▸ **ABOUT THIS EXERCISE**: What are the lines from the one containing "driven by hand." through the end of the listing below? Return them exactly, and only them.

▸ **TASK INPUT**:

########

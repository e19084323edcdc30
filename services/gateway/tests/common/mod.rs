//! Shared fixtures for the gateway integration tests: a config with
//! short rounds and a server spawned on an ephemeral port.

use parlor_engine::MemoryLedger;
use parlor_gateway::{
    config::{DuelTimingConfig, GatewayConfig, TimingConfig},
    router, AppState,
};
use std::{net::SocketAddr, sync::Arc};
use tokio::net::TcpListener;

pub fn test_config() -> GatewayConfig {
    let mut config = GatewayConfig::default();
    config.lucky7 = TimingConfig {
        countdown_secs: 12,
        freeze_cutoff_secs: 10,
        intermission_secs: 2,
    };
    config.coin_toss = config.lucky7;
    config.duel = DuelTimingConfig {
        start_delay_secs: 1,
        choice_timeout_secs: 30,
    };
    config
}

/// Serves the router on an ephemeral port, handing back the state so a
/// test can drive ticks by hand.
pub async fn spawn_gateway(config: &GatewayConfig) -> (SocketAddr, AppState) {
    let state = AppState::new(config, Arc::new(MemoryLedger::new()));
    let app = router(state.clone());
    let listener = TcpListener::bind("127.0.0.1:0").await.unwrap();
    let addr = listener.local_addr().unwrap();
    tokio::spawn(async move {
        axum::serve(listener, app).await.unwrap();
    });
    (addr, state)
}

/// One logical second, driven by hand.
pub fn tick(state: &AppState) {
    let events = {
        let mut rooms = state.rooms.lock().unwrap();
        rooms.tick_all()
    };
    state.publish(events);
}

########

▸ **COMPLETED EXERCISE**:
/// One logical second, driven by hand.
pub fn tick(state: &AppState) {
    let events = {
        let mut rooms = state.rooms.lock().unwrap();
        rooms.tick_all()
    };
    state.publish(events);
}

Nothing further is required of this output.